_Material for this exercise_
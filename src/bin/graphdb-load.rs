//! graphdb-load CLI Binary
//!
//! Command-line interface for loading compilation batches into a graph database.

use clap::Parser;
use graphdb_loader::cli::{Cli, RunContext};
use graphdb_loader::config::ConfigLoader;
use graphdb_loader::logging::{init_logging, LoggingConfig};
use std::process;
use tracing::{error, info};

fn main() {
    let cli = Cli::parse();

    // Build logging config from CLI args, env vars, and config file
    let logging_config = build_logging_config(&cli);

    if let Err(e) = init_logging(Some(&logging_config)) {
        eprintln!("Failed to initialize logging: {}", e);
        process::exit(1);
    }

    info!("graphdb-load starting");

    let context = match RunContext::new(cli.workspace.clone(), cli.config.clone()) {
        Ok(ctx) => ctx,
        Err(e) => {
            error!("Error loading configuration: {}", e);
            eprintln!("{}", graphdb_loader::cli::map_error(&e));
            process::exit(1);
        }
    };

    match context.execute(&cli.command) {
        Ok(output) => {
            info!("Command completed successfully");
            println!("{}", output);
        }
        Err(e) => {
            error!("Command failed: {}", e);
            eprintln!("{}", graphdb_loader::cli::map_error(&e));
            process::exit(1);
        }
    }
}

/// Build logging configuration from CLI args, environment, and config file.
/// Precedence: CLI flags override config file override defaults.
fn build_logging_config(cli: &Cli) -> LoggingConfig {
    let loaded = match cli.config {
        Some(ref config_path) => ConfigLoader::load_from_file(config_path),
        None => ConfigLoader::load(&cli.workspace),
    };
    let mut config = loaded.map(|c| c.logging).unwrap_or_default();

    if cli.quiet {
        config.enabled = false;
    }
    if cli.verbose {
        config.level = "debug".to_string();
    }
    if let Some(ref level) = cli.log_level {
        config.level = level.clone();
    }
    if let Some(ref format) = cli.log_format {
        config.format = format.clone();
    }
    if let Some(ref output) = cli.log_output {
        config.output = output.clone();
    }
    if let Some(ref file) = cli.log_file {
        config.file = Some(file.clone());
        if cli.log_output.is_none() {
            config.output = "file".to_string();
        }
    }

    config
}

_What you will do_
Would you output all the records above exactly as written?

_Response area_
filename src/bin/graphdb-load.rs
//! graphdb-load CLI Binary
//!
//! Command-line interface for loading compilation batches into a graph database.

use clap::Parser;
use graphdb_loader::cli::{Cli, RunContext};
use graphdb_loader::config::ConfigLoader;
use graphdb_loader::logging::{init_logging, LoggingConfig};
use std::process;
use tracing::{error, info};

fn main() {
    let cli = Cli::parse();

    // Build logging config from CLI args, env vars, and config file
    let logging_config = build_logging_config(&cli);

    if let Err(e) = init_logging(Some(&logging_config)) {
        eprintln!("Failed to initialize logging: {}", e);
        process::exit(1);
    }

    info!("graphdb-load starting");

    let context = match RunContext::new(cli.workspace.clone(), cli.config.clone()) {
        Ok(ctx) => ctx,
        Err(e) => {
            error!("Error loading configuration: {}", e);
            eprintln!("{}", graphdb_loader::cli::map_error(&e));
            process::exit(1);
        }
    };

    match context.execute(&cli.command) {
        Ok(output) => {
            info!("Command completed successfully");
            println!("{}", output);
        }
        Err(e) => {
            error!("Command failed: {}", e);
            eprintln!("{}", graphdb_loader::cli::map_error(&e));
            process::exit(1);
        }
    }
}

/// Build logging configuration from CLI args, environment, and config file.
/// Precedence: CLI flags override config file override defaults.
fn build_logging_config(cli: &Cli) -> LoggingConfig {
    let loaded = match cli.config {
        Some(ref config_path) => ConfigLoader::load_from_file(config_path),
        None => ConfigLoader::load(&cli.workspace),
    };
    let mut config = loaded.map(|c| c.logging).unwrap_or_default();

    if cli.quiet {
        config.enabled = false;
    }
    if cli.verbose {
        config.level = "debug".to_string();
    }
    if let Some(ref level) = cli.log_level {
        config.level = level.clone();
    }
    if let Some(ref format) = cli.log_format {
        config.format = format.clone();
    }
    if let Some(ref output) = cli.log_output {
        config.output = output.clone();
    }
    if let Some(ref file) = cli.log_file {
        config.file = Some(file.clone());
        if cli.log_output.is_none() {
            config.output = "file".to_string();
        }
    }

    config
}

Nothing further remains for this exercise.